Ministerin Steffens hingegen spricht sich vehement gegen die Priorisierung aus, „weil sie eine Falle ist.“ Ihr Vorschlag für eine bessere Gesundheitspolitik ist die Öffnung der „Sektorengrenzen“: Die Verzahnung von ambulanter und stationärer Versorgung, also eine stärkere Kooperation zwischen Kliniken und niedergelassenen Ärzten. Im Fokus stehe vor allem die Einsparung von Folgekosten durch Therapiemaßnahmen: Eine intensivere Betreuung von Demenzkranken könne beispielsweise vermeiden, dass diese Patienten beispielsweise stürzen und dadurch eine Folgetherapie brauchen. Viel Applaus erntet Steffens von den anwesenden Ärztinnen und Ärzten nicht: Scheinbar herrscht großes Misstrauen gegenüber den Entscheidern im Landtag. „Frau Steffens, Sie haben den Laden übernommen, machen Sie was `draus!“ ist eine der Stimmen, die der Politikerin entgegenschlagen.
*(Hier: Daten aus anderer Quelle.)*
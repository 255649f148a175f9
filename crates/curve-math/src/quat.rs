//! Quaternion rotation type.
//!
//! [`Quat`] is a rotation value built from a [`Vec3`] vector part and a
//! scalar part. Unit length is expected but not enforced; the rotation
//! formulas below are only meaningful for unit quaternions.
//!
//! # Composition order
//!
//! `q * r` composes so that applying the product to a vector equals
//! applying `q`'s rotation first and then `r`'s:
//!
//! ```rust
//! use curve_math::{Quat, Vec3};
//!
//! let s = Quat::angle_axis(0.5, Vec3::Z);
//! let r = Quat::angle_axis(0.25, Vec3::Y);
//! let p = Vec3::new(0.0, -1.0, 0.0);
//! let a = s * (r * p);
//! let b = (r * s) * p;
//! assert!((a - b).length_squared() < 1e-6);
//! ```

use crate::consts::VEC_EPSILON;
use crate::vector::Vec3;
use std::ops::Mul;

/// A rotation quaternion: vector part (x, y, z) plus scalar part w.
///
/// Identity is `(0, 0, 0, 1)`. Construct rotations with
/// [`angle_axis`](Quat::angle_axis) and compose them with `*`.
#[derive(Debug, Clone, Copy)]
#[repr(C)]
pub struct Quat {
    /// X component of the vector part
    pub x: f32,
    /// Y component of the vector part
    pub y: f32,
    /// Z component of the vector part
    pub z: f32,
    /// Scalar part
    pub w: f32,
}

impl Quat {
    /// Identity rotation (0, 0, 0, 1).
    pub const IDENTITY: Self = Self::new(0.0, 0.0, 0.0, 1.0);

    /// Creates a quaternion from raw components.
    #[inline]
    pub const fn new(x: f32, y: f32, z: f32, w: f32) -> Self {
        Self { x, y, z, w }
    }

    /// Creates a quaternion from a vector part and a scalar part.
    #[inline]
    pub const fn from_parts(vector: Vec3, scalar: f32) -> Self {
        Self::new(vector.x, vector.y, vector.z, scalar)
    }

    /// Rotation of `angle` radians around `axis`.
    ///
    /// The axis is normalized internally; a zero-length axis hits the
    /// unguarded [`Vec3::normalize`] divide and produces a quaternion of
    /// `inf`/`NaN` components.
    #[inline]
    pub fn angle_axis(angle: f32, axis: Vec3) -> Self {
        let norm = axis.normalize();
        let half = angle * 0.5;
        Self::from_parts(norm * half.sin(), half.cos())
    }

    /// The vector part (x, y, z).
    #[inline]
    pub const fn vector(self) -> Vec3 {
        Vec3::new(self.x, self.y, self.z)
    }

    /// The scalar part (w).
    #[inline]
    pub const fn scalar(self) -> f32 {
        self.w
    }

    /// Squared length of the quaternion viewed as a 4-tuple.
    #[inline]
    pub fn length_squared(self) -> f32 {
        self.x * self.x + self.y * self.y + self.z * self.z + self.w * self.w
    }

    /// Rotates a vector by this quaternion.
    ///
    /// Computed directly, without building a conjugate; equivalent to
    /// `q * v * q^-1` for unit quaternions.
    #[inline]
    pub fn rotate(self, v: Vec3) -> Vec3 {
        let qv = self.vector();
        qv * 2.0 * qv.dot(v)
            + v * (self.w * self.w - qv.dot(qv))
            + qv.cross(v) * 2.0 * self.w
    }

    /// True when this quaternion is within tolerance of unit length.
    #[inline]
    pub fn is_normalized(self) -> bool {
        (self.length_squared() - 1.0).abs() < VEC_EPSILON
    }

    /// Converts to a glam quaternion.
    #[inline]
    pub fn to_glam(self) -> glam::Quat {
        glam::Quat::from_xyzw(self.x, self.y, self.z, self.w)
    }

    /// Creates from a glam quaternion.
    #[inline]
    pub fn from_glam(q: glam::Quat) -> Self {
        Self::new(q.x, q.y, q.z, q.w)
    }
}

impl Default for Quat {
    #[inline]
    fn default() -> Self {
        Self::IDENTITY
    }
}

// Composition: (q * r) applied to a vector rotates by q first, then r,
// so q * (r * v) == (r * q) * v. The component/sign arrangement is what
// fixes that order; a transposed but still valid product would flip it.
impl Mul for Quat {
    type Output = Self;

    #[inline]
    fn mul(self, rhs: Self) -> Self {
        let q = self;
        let r = rhs;
        Self::new(
            r.x * q.w + r.y * q.z - r.z * q.y + r.w * q.x,
            -r.x * q.z + r.y * q.w + r.z * q.x + r.w * q.y,
            r.x * q.y - r.y * q.x + r.z * q.w + r.w * q.z,
            -r.x * q.x - r.y * q.y - r.z * q.z + r.w * q.w,
        )
    }
}

impl Mul<Vec3> for Quat {
    type Output = Vec3;

    #[inline]
    fn mul(self, rhs: Vec3) -> Vec3 {
        self.rotate(rhs)
    }
}

impl From<Quat> for glam::Quat {
    #[inline]
    fn from(q: Quat) -> glam::Quat {
        q.to_glam()
    }
}

impl From<glam::Quat> for Quat {
    #[inline]
    fn from(q: glam::Quat) -> Quat {
        Quat::from_glam(q)
    }
}

#[cfg(test)]
mod tests {
    use super::*;
    use approx::assert_abs_diff_eq;
    use std::f32::consts::{FRAC_PI_2, PI};

    fn assert_vec3_near(a: Vec3, b: Vec3, eps: f32) {
        assert_abs_diff_eq!(a.x, b.x, epsilon = eps);
        assert_abs_diff_eq!(a.y, b.y, epsilon = eps);
        assert_abs_diff_eq!(a.z, b.z, epsilon = eps);
    }

    #[test]
    fn test_default_is_identity() {
        let q = Quat::default();
        assert_eq!([q.x, q.y, q.z, q.w], [0.0, 0.0, 0.0, 1.0]);
    }

    #[test]
    fn test_identity_rotation_is_noop() {
        let v = Vec3::new(1.0, -2.0, 3.0);
        assert_vec3_near(Quat::IDENTITY * v, v, 1e-6);
    }

    #[test]
    fn test_zero_angle_is_noop() {
        let q = Quat::angle_axis(0.0, Vec3::new(0.3, 0.9, -0.2));
        let v = Vec3::new(4.0, 5.0, 6.0);
        assert_vec3_near(q * v, v, 1e-5);
    }

    #[test]
    fn test_quarter_turn_about_y() {
        let q = Quat::angle_axis(FRAC_PI_2, Vec3::Y);
        let rotated = q * Vec3::Z;
        assert_vec3_near(rotated, Vec3::X, 1e-5);
    }

    #[test]
    fn test_half_turn_about_z() {
        let q = Quat::angle_axis(PI, Vec3::Z);
        let rotated = q * Vec3::X;
        assert_vec3_near(rotated, -Vec3::X, 1e-5);
    }

    #[test]
    fn test_angle_axis_is_unit() {
        let q = Quat::angle_axis(1.2, Vec3::new(1.0, 2.0, 3.0));
        assert!(q.is_normalized());
    }

    #[test]
    fn test_composition_order() {
        let s = Quat::angle_axis(PI / 4.0, Vec3::Z);
        let r = Quat::angle_axis(PI / 4.0, Vec3::Y);
        let p = Vec3::new(0.0, -1.0, 0.0);
        // s * (r * v) == (r * s) * v
        assert_vec3_near(s * (r * p), (r * s) * p, 1e-5);
    }

    #[test]
    fn test_product_with_identity() {
        let q = Quat::angle_axis(0.7, Vec3::new(0.0, 1.0, 1.0));
        let p = q * Quat::IDENTITY;
        assert_abs_diff_eq!(p.x, q.x, epsilon = 1e-6);
        assert_abs_diff_eq!(p.y, q.y, epsilon = 1e-6);
        assert_abs_diff_eq!(p.z, q.z, epsilon = 1e-6);
        assert_abs_diff_eq!(p.w, q.w, epsilon = 1e-6);
    }

    #[test]
    fn test_zero_axis_degenerates() {
        let q = Quat::angle_axis(1.0, Vec3::ZERO);
        assert!(q.x.is_nan() || q.x.is_infinite());
    }

    #[test]
    fn test_glam_roundtrip() {
        let q = Quat::angle_axis(0.4, Vec3::X);
        let g: glam::Quat = q.into();
        let back = Quat::from(g);
        assert_eq!([back.x, back.y, back.z, back.w], [q.x, q.y, q.z, q.w]);
    }
}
Auch das Misstrauen gegenüber den Krankenkassen bekommt Cornelia Prüfer-Storcks von der AOK an diesem Abend deutlich zu spüren. Eine Dame im Saal ergreift das Wort und beschwert sich – milde ausgedrückt – über die mangelnde Kommunikation zwischen Krankenkassen und Ärzten. Die Rabattierung von Medikamenten, also die Frage, welche Präparate ein Arzt verschreiben darf und welche der Patient selbst zahlen muss, sei undurchsichtig. Die Ärzte fordern lauthals Transparenz – und Prüfer-Storcks berichtet, es seien die Pharmaunternehmen, die der klaren Kommunikation im Wege stünden, denn diese behandelten die einzelnen Medikamenten-Rabattsätze als ihr „Geschäftsgeheimnis.“

Auch Prüfer-Storcks wehrt sich gegen die Priorisierungsdebatte: „So wie die Debatte momentan geführt wird, kann viel Unsinn dabei herauskommen.“ Einen Gesundheitsrat wie ihn Prof. Hoppe vorschlägt, lehnt sie ab: „Wenn eine Kategorisierung von Krankheiten stattfinden soll, dann nur auf Basis wissenschaftlicher Maßstäbe.“

Viele Fragen, noch mehr Meinungen – einig ist man sich nur in einem Punkt: Das Vertrauen des Patienten zum Arzt dürfe unter keinen Umständen Schaden nehmen.